▶ WORK INSTRUCTION
From the records below, return every line containing the word "sidebar".

▶ SOURCE RECORDS
=====

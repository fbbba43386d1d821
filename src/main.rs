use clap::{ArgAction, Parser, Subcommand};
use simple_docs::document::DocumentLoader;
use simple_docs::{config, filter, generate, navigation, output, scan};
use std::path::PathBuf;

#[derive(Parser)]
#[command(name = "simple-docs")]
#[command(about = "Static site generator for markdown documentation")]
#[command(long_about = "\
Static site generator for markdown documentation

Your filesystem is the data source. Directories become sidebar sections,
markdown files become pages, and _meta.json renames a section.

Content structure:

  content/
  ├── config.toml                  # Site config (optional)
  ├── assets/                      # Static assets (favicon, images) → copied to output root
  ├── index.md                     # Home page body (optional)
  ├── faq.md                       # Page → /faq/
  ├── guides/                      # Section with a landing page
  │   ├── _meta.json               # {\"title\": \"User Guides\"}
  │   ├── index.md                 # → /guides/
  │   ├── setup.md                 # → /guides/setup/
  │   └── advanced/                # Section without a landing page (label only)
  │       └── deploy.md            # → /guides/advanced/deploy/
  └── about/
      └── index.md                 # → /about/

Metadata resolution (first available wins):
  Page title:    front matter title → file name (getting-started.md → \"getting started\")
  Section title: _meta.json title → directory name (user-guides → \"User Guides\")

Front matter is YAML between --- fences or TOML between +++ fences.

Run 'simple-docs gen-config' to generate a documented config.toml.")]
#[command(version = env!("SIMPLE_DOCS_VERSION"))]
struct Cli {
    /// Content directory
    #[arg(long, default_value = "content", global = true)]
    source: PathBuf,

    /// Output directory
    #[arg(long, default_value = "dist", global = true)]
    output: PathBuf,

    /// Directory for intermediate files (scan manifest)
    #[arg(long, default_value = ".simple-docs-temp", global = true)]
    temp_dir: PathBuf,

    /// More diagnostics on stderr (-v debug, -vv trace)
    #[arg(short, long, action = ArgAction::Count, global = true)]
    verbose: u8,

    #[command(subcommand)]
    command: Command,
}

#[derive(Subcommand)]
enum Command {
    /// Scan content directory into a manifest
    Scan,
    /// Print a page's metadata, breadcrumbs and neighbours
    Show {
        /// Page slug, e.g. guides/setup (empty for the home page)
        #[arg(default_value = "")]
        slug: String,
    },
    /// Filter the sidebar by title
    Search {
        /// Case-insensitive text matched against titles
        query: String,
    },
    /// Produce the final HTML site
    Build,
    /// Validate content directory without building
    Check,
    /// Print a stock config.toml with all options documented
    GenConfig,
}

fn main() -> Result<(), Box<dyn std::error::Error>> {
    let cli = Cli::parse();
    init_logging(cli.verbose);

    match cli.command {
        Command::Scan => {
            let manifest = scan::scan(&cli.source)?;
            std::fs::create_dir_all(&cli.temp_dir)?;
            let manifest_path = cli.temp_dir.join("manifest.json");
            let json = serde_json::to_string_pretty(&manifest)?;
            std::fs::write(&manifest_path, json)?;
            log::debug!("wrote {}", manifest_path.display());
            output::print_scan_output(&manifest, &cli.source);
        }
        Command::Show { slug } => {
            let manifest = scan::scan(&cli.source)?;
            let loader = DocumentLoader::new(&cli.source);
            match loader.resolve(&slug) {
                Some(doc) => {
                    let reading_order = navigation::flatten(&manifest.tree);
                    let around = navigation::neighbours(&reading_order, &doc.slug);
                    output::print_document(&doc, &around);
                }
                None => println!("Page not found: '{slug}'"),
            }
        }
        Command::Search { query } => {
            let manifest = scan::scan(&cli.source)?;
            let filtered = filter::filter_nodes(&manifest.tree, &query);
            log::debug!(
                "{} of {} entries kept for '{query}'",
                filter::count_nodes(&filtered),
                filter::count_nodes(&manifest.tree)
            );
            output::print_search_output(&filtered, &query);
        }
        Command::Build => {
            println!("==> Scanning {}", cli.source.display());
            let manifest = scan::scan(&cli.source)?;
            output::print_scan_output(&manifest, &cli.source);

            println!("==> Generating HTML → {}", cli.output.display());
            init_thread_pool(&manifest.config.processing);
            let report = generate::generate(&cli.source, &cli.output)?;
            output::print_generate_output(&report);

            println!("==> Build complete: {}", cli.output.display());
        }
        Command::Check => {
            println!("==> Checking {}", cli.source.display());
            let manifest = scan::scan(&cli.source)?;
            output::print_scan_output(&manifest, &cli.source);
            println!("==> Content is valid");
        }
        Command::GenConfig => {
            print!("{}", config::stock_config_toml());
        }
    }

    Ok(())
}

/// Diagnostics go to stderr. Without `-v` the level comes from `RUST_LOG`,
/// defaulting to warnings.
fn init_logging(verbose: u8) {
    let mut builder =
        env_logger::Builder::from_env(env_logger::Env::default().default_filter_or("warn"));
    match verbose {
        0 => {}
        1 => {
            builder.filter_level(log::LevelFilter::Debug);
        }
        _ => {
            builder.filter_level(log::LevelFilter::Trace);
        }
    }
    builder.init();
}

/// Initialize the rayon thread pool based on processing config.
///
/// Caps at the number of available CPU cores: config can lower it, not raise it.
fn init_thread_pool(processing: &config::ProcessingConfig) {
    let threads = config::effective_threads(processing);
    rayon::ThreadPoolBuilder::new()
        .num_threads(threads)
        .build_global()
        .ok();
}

=====

▶ ANSWER SPACE
Your filesystem is the data source. Directories become sidebar sections,
    /// Filter the sidebar by title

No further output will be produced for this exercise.